VSDs are the most common single congenital cardiac malformation, accounting for 26% of all structural cardiac abnormalities (Ferencz et al., 1987). In an earlier population series, the incidence of VSD was 2 in 10,000 total births (Mitchell et al., 1971). However, with the increasing use of prenatal and neonatal echocardiography, the birth incidence of VSDs seems to be much higher than previously suggested (Minette and Sahn, 2006). In one series, 5% of all newborns were found to have an isolated muscular VSD (Roguin et al., 1995). The most accurate estimate of birth prevalence of VSD is 3.5 per 1000 livebirths (Hoffman and Kaplan, 2002). In addition, VSDs are frequently found in association with other cardiac malformations, such as tetralogy of Fallot (see Chapter 52) and transposition of the great arteries (see Chapter 55).
As with an ASD, prenatal sonographic diagnosis of a VSD can be difficult because it relies on visualization of dropout of echoes at the level of the interventricular septum, which is best achieved using a subcostal approach to the four-chamber view. In order to confirm an intact interventricular septum, the septum should also be visualized by means of a long-axis view of the left and right ventricles, together with an apex-to-base sweep along the short axis of the heart (Figures 44-1 to 44-3) (Romero et al., 1988). Small membranous VSDs are still commonly missed on prenatal sonography, despite adequate views of all parts of the interventricular septum. In addition, artifactual areas of hypoechogenicity in the septum during the apical four-chamber view may give the false impression of a VSD; therefore a true VSD is confirmed only when it is visible in at least two different planes (Romero et al., 1988). Color Doppler sonography may also be used to demonstrate flow across the area of defect (Figure 44-4) (Sanders et al., 1996).

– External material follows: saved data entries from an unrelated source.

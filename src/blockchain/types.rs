//! Chain-specific types and error definitions.

use alloy::primitives::{Address, TxHash};
use thiserror::Error;

// Re-export NetworkConfig from config module to avoid duplication
pub use crate::config::schema::NetworkConfig;

/// Chain ID type for strong typing.
#[derive(Debug, Clone, Copy, PartialEq, Eq, Hash)]
pub struct ChainId(pub u64);

impl From<u64> for ChainId {
    fn from(id: u64) -> Self {
        Self(id)
    }
}

impl From<ChainId> for u64 {
    fn from(id: ChainId) -> Self {
        id.0
    }
}

/// Errors that can occur during blockchain operations.
#[derive(Debug, Error)]
pub enum BlockchainError {
    /// RPC connection or request failed.
    #[error("RPC error: {0}")]
    Rpc(String),

    /// RPC request timed out.
    #[error("RPC timeout after {0} seconds")]
    Timeout(u64),

    /// No receipt was observed within the confirmation window.
    #[error("Transaction {tx_hash} not confirmed after {waited_secs} seconds")]
    ConfirmationTimeout { tx_hash: TxHash, waited_secs: u64 },

    /// Transaction was reverted on-chain or rejected during simulation.
    #[error("Transaction reverted: {0}")]
    Reverted(String),

    /// Invalid private key format or unknown signer.
    #[error("Wallet error: {0}")]
    Wallet(String),

    /// Gas price exceeded maximum allowed.
    #[error("Gas price {current_gwei} gwei exceeds maximum {max_gwei} gwei")]
    GasPriceTooHigh { current_gwei: u64, max_gwei: u64 },

    /// Chain configuration mismatch.
    #[error("Chain ID mismatch: expected {expected}, got {actual}")]
    ChainMismatch { expected: u64, actual: u64 },

    /// Calldata could not be encoded or return data decoded.
    #[error("ABI error: {0}")]
    Abi(String),
}

/// Result type for blockchain operations.
pub type BlockchainResult<T> = Result<T, BlockchainError>;

/// Transaction confirmation status.
#[derive(Debug, Clone, PartialEq, Eq)]
pub enum ConfirmationStatus {
    /// Transaction is pending in mempool.
    Pending,
    /// Transaction has been mined but not enough confirmations.
    Confirming { current: u32, required: u32 },
}

/// Chain-agnostic view of a transaction receipt.
#[derive(Debug, Clone, PartialEq, Eq)]
pub struct Receipt {
    pub tx_hash: TxHash,
    pub block_number: Option<u64>,
    /// Set only for contract creations.
    pub contract_address: Option<Address>,
    /// `false` when the transaction reverted.
    pub success: bool,
    pub gas_used: u64,
}

impl From<&alloy::rpc::types::TransactionReceipt> for Receipt {
    fn from(receipt: &alloy::rpc::types::TransactionReceipt) -> Self {
        Self {
            tx_hash: receipt.transaction_hash,
            block_number: receipt.block_number,
            contract_address: receipt.contract_address,
            success: receipt.status(),
            gas_used: receipt.gas_used,
        }
    }
}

The accuracy of prenatal sonographic screening for VSDs is poor. In a series of 7459 fetuses that were screened at 18 weeks of gestation, there were 53 VSDs, none of which were identified prenatally (Tegnander et al., 1995). In another series, only 5% of the 486 VSDs present in a single large population were detected prenatally (Montana et al., 1996). The accuracy of targeted fetal echocardiography for prenatal detection of isolated VSDs is also poor. In one series of targeted fetal echocardiograms, only 4 (31%) of 13 ASDs or VSDs were correctly identified (Benacerraf et al., 1987). In another series of fetal echocardiograms, there were 29 VSDs, 19 (66%) of which were correctly identified; the vast majority of these were associated with other more complex cardiac malformations (Crawford et al., 1988). In one further series, only 11 (44%) of 25 isolated VSDs were correctly identified prenatally, with small and moderate-sized VSDs the most likely to be missed (Kirk et al., 1997).